### 1 — 14:00 — Recent advances in the COPT conic optimizer

The COPT conic optimizer is a state-of-the-art solver for a linear conic problems. This is a well-studied problem for the special case of linear conic optimization over the symmetric cones (that is, linear optimization, second-order cone optimization and semidefinite optimization), and many high-performance implementations are available in both commericial and non-commericial packages. In this talk we give an overview of the COPT conic optimizer, and we discuss recent extensions of the COPT conic optimizer for non-symmetric cones, in particular the exponential cone.

Whereas the last decade has seen abundant research into first-order methods, where non-symmetric cones pose little additional difficulty over symmetric cones (provided first-order derivatives are readily available), then the extension of second-order methods to non-symmetric cones has received considerable less attention, both in academia and industry. A standard, and very successful second-order method for symmetric cones is based on Nesterov-Todd primal-dual scalings, which map primal and dual iterates to the same point, and similar for the derivatives of the barrier functions. As the Nesterov-Tood scalings are defined exclusively for symmetric cones, in the COPT conic optimizer we consider different primal-dual scalings proposed in 2001 by Tuncel. These primal-dual scalings also map primal and dual iterates to the same point, and similarly for the derivatives of the barrier functions. This results in an algorithm with many similarities to the symmetric counter-part based on Nesterov-Todd scalings.

We present numerical results of the algorithm for a range of different problems, including both symmetric cones and exponential cones. We also compare the quality and efficiency of the exponential cone solver with standard algorithms for non-linear optimization, for a range of applications, including logistic regression and geometric programming problems.

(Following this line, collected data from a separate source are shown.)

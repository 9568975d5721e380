use anyhow::{Context, Result};
use brandflow_types::{AccountMode, Channel, StoreScope};
use serde::{Deserialize, Serialize};
use std::path::{Path, PathBuf};

pub const CONFIG_FILE: &str = "config.toml";

/// Resolve the data directory holding `config.toml`:
/// 1. Explicit path (with tilde expansion)
/// 2. BRANDFLOW_PATH environment variable (with tilde expansion)
/// 3. XDG data directory
/// 4. ~/.brandflow
pub fn resolve_data_dir(explicit_path: Option<&str>) -> Result<PathBuf> {
    if let Some(path) = explicit_path {
        return Ok(expand_tilde(path));
    }

    if let Ok(env_path) = std::env::var("BRANDFLOW_PATH") {
        return Ok(expand_tilde(&env_path));
    }

    if let Some(data_dir) = dirs::data_dir() {
        return Ok(data_dir.join("brandflow"));
    }

    if let Some(home) = std::env::var_os("HOME") {
        return Ok(PathBuf::from(home).join(".brandflow"));
    }

    anyhow::bail!("Could not determine data directory: no HOME or XDG data directory found")
}

/// Expand tilde (~) in paths to the user's home directory
fn expand_tilde(path: &str) -> PathBuf {
    if let Some(stripped) = path.strip_prefix("~/")
        && let Some(home) = std::env::var_os("HOME")
    {
        return PathBuf::from(home).join(stripped);
    }
    PathBuf::from(path)
}

/// User preferences. Every field is optional in the file.
#[derive(Debug, Clone, PartialEq, Eq, Serialize, Deserialize)]
#[serde(default)]
pub struct Config {
    pub default_mode: AccountMode,
    pub currency: String,
    pub store: StoreScope,
    #[serde(skip_serializing_if = "Option::is_none")]
    pub preset: Option<String>,
    pub channels: Vec<Channel>,
}

impl Default for Config {
    fn default() -> Self {
        Self {
            default_mode: AccountMode::Seller,
            currency: "$".to_string(),
            store: StoreScope::Both,
            preset: None,
            channels: vec![Channel::Amazon],
        }
    }
}

impl Config {
    /// Missing file means defaults
    pub fn load_from(path: &Path) -> Result<Self> {
        if !path.exists() {
            return Ok(Self::default());
        }

        let content = std::fs::read_to_string(path)
            .with_context(|| format!("Failed to read {}", path.display()))?;
        let config: Config = toml::from_str(&content)
            .with_context(|| format!("Invalid config file {}", path.display()))?;
        Ok(config)
    }

    pub fn save_to(&self, path: &Path) -> Result<()> {
        if let Some(parent) = path.parent() {
            std::fs::create_dir_all(parent)?;
        }

        let content = toml::to_string_pretty(self)?;
        std::fs::write(path, content)?;
        Ok(())
    }
}

#[cfg(test)]
mod tests {
    use super::*;
    use tempfile::TempDir;

    #[test]
    fn test_config_default() {
        let config = Config::default();
        assert_eq!(config.default_mode, AccountMode::Seller);
        assert_eq!(config.currency, "$");
        assert_eq!(config.channels, vec![Channel::Amazon]);
    }

    #[test]
    fn test_missing_file_is_default() -> Result<()> {
        let temp_dir = TempDir::new()?;
        let config = Config::load_from(&temp_dir.path().join(CONFIG_FILE))?;
        assert_eq!(config, Config::default());
        Ok(())
    }

    #[test]
    fn test_config_save_and_load() -> Result<()> {
        let temp_dir = TempDir::new()?;
        let config_path = temp_dir.path().join("nested").join(CONFIG_FILE);

        let config = Config {
            default_mode: AccountMode::Vendor,
            currency: "€".to_string(),
            store: StoreScope::Amazon,
            preset: Some("Advertising".to_string()),
            channels: vec![Channel::Amazon, Channel::Walmart],
        };
        config.save_to(&config_path)?;

        assert_eq!(Config::load_from(&config_path)?, config);
        Ok(())
    }

    #[test]
    fn test_partial_file_fills_defaults() -> Result<()> {
        let temp_dir = TempDir::new()?;
        let config_path = temp_dir.path().join(CONFIG_FILE);
        std::fs::write(&config_path, "default_mode = \"both\"\n")?;

        let config = Config::load_from(&config_path)?;
        assert_eq!(config.default_mode, AccountMode::Both);
        assert_eq!(config.currency, "$");
        Ok(())
    }

    #[test]
    fn test_invalid_file_names_path() -> Result<()> {
        let temp_dir = TempDir::new()?;
        let config_path = temp_dir.path().join(CONFIG_FILE);
        std::fs::write(&config_path, "default_mode = \"wholesale\"\n")?;

        let err = Config::load_from(&config_path).unwrap_err();
        assert!(format!("{:#}", err).contains("Invalid config file"));
        Ok(())
    }

    #[test]
    fn test_explicit_path_wins() -> Result<()> {
        let path = resolve_data_dir(Some("/tmp/brandflow-explicit"))?;
        assert_eq!(path, PathBuf::from("/tmp/brandflow-explicit"));
        Ok(())
    }
}
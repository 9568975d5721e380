use std::fmt;

use crate::presentation::view_models::{ColumnListViewModel, ViewMode};

pub struct ColumnListView<'a> {
    data: &'a ColumnListViewModel,
    mode: ViewMode,
}

impl<'a> ColumnListView<'a> {
    pub fn new(data: &'a ColumnListViewModel, mode: ViewMode) -> Self {
        Self { data, mode }
    }

    fn render_minimal(&self, f: &mut fmt::Formatter) -> fmt::Result {
        for col in self.data.columns.iter().filter(|c| c.visible) {
            writeln!(f, "{}", col.id)?;
        }
        Ok(())
    }

    fn render_compact(&self, f: &mut fmt::Formatter) -> fmt::Result {
        let mut category = "";
        for col in &self.data.columns {
            if col.category != category {
                category = &col.category;
                writeln!(f, "{}", category)?;
            }
            let lock = if col.locked { " (locked)" } else { "" };
            writeln!(f, "  {} {}{}", check(col.visible), col.label, lock)?;
        }
        Ok(())
    }

    fn render_verbose(&self, f: &mut fmt::Formatter) -> fmt::Result {
        writeln!(f, "Mode: {}", self.data.mode)?;
        writeln!(
            f,
            "Preset: {}",
            self.data.active_preset.as_deref().unwrap_or("(custom)")
        )?;
        writeln!(f, "Presets: {}\n", self.data.presets.join(", "))?;

        writeln!(
            f,
            "  {:<3} {:<24} {:<28} {:<12} {}",
            "", "ID", "LABEL", "CATEGORY", "FLAGS"
        )?;
        for col in &self.data.columns {
            let mut flags = Vec::new();
            if col.locked {
                flags.push("locked");
            }
            if col.sticky {
                flags.push("sticky");
            }
            writeln!(
                f,
                "  {:<3} {:<24} {:<28} {:<12} {}",
                check(col.visible),
                col.id,
                col.label,
                col.category,
                flags.join(",")
            )?;
        }
        Ok(())
    }
}

impl<'a> fmt::Display for ColumnListView<'a> {
    fn fmt(&self, f: &mut fmt::Formatter) -> fmt::Result {
        match self.mode {
            ViewMode::Minimal => self.render_minimal(f),
            ViewMode::Compact | ViewMode::Standard => self.render_compact(f),
            ViewMode::Verbose => self.render_verbose(f),
        }
    }
}

fn check(visible: bool) -> &'static str {
    if visible { "[x]" } else { "[ ]" }
}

### 2 — 14:30 — ** CANCELLED ** Stochastic Structured Nonconvex Optimization in the Absence of Smoothness

In this talk, we will present new algorithm developments for structured nonconvex stochastic optimization that do not satisfy the standard smoothness conditions. Specifically, we will focus on scenarios where the objective function exhibits weak convexity but lacks smoothness. Through a model-based approach, we will analyze how stochastic optimization can still benefit from minibatching and distributed computing, which are two key techniques traditionally associated with smooth optimization. In the minibatch setting, we will demonstrate that many stochastic algorithms achieve linear speedup over the batch size, even for nonsmooth weakly convex problems. Our analysis is based on a novel sensitivity analysis of the proximal mapping used in each algorithm iteration. In a centralized distributed environment, we will develop an asynchronous stochastic prox-linear method. We will show that the delays only affect the high-order term in the complexity rate and, therefore, are negligible in the long run.

Furthermore, we will extend our study to more general nonsmooth problems without the standard Lipschitz continuity assumption. Based on new adaptive regularization (stepsize) strategies, we will demonstrate that it is still possible to preserve the standard convergence rate with a constant failure rate. Our analyses are based on rather weak assumptions: the Lipschitz parameter can be either bounded by a general growth function of norm(x) or locally estimated through independent random samples.

### 3 — 15:00 — New complexity results on nonconvex nonsmooth optimization

In this talk, we present several new results on minimizing a nonsmooth and nonconvex function under a Lipschitz condition. Recent works show that while the classical notion of Clarke stationarity is computationally intractable up to some sufficiently small constant tolerance, the randomized first-order algorithms find an approximate Goldstein stationary point with the finite-time convergence guarantee, which is independent of problem dimension. First of all, we present several motivating examples and explain why the notion of Goldstein stationary is important to the finite-time convergence guarantee. Second, we show that the randomization is necessary to obtain a dimension-independent guarantee, by proving a lower bound of $\Omega(d)$ for any deterministic algorithm that has access to both first-order and zeroth-order oracles. We also show that the zeroth-order oracle is essential to obtain a finite-time convergence guarantee, by showing that any deterministic algorithm with only the first-order oracle can not find an approximate Goldstein stationary point within a finite number of iterations up to sufficiently small constant parameter and tolerance. Finally, we establish the relationship between the notion of Goldstein stationary and the uniform smoothing, and propose several new zeroth-order methods with solid finite-time convergence guarantee.

### 4 — 15:30 — GPU-Centric Algorithm for Non-Linear Programming Problems

Over the past year, a large number of first-order and higher-order algorithms based on GPU and CUDA architectures have emerged for solving large-scale linear and nonlinear programming problems. There are many algorithms that have significant advantages over traditional CPU architecture algorithms in certain large-scale problems. In this report, we will provide a brief summary of this trend, including some new developments in hardware vendors such as Nvidia and library function construction. We will also present several new algorithms for linear programming, quadratic programming, and semi definite programming, and demonstrate their significant computational advantages demonstrated through COPT(Cardinal Solver) solver on suitable GPU hardware.